Aim of the exercise
Report back every line from the entries below in which the word "PathBuf" occurs.

▬▬▬

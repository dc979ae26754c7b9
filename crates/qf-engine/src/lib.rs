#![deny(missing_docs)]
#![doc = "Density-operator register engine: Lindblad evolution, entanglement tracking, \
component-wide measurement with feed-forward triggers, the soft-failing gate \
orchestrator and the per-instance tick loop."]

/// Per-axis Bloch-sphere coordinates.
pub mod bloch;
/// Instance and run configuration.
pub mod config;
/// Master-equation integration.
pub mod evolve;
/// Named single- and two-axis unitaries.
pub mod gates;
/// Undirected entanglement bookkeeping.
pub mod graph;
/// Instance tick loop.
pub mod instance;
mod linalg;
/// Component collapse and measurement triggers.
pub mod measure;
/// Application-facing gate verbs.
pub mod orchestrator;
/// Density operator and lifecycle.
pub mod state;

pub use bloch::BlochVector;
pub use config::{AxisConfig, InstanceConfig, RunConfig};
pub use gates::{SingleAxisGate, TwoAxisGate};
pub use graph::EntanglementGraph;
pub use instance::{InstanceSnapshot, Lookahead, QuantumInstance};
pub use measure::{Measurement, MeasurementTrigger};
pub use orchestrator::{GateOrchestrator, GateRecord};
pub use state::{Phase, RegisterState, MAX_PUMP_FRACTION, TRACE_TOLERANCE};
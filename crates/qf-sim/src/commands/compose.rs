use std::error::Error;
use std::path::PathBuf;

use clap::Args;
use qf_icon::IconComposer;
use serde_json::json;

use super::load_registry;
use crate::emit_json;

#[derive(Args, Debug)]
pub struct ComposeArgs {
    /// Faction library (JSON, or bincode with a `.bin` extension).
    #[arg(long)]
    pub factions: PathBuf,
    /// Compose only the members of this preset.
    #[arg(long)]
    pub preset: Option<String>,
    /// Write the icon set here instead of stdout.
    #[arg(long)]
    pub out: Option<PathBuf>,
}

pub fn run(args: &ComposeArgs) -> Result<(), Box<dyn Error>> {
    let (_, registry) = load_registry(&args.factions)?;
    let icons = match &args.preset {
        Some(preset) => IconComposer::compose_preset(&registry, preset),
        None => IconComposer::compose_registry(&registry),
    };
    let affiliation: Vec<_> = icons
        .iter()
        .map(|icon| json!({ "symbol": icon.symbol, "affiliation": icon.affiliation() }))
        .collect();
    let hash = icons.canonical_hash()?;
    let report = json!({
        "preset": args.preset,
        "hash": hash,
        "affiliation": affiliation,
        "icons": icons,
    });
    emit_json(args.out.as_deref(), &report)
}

▬▬▬

Response area
use std::path::PathBuf;
    pub factions: PathBuf,
    pub out: Option<PathBuf>,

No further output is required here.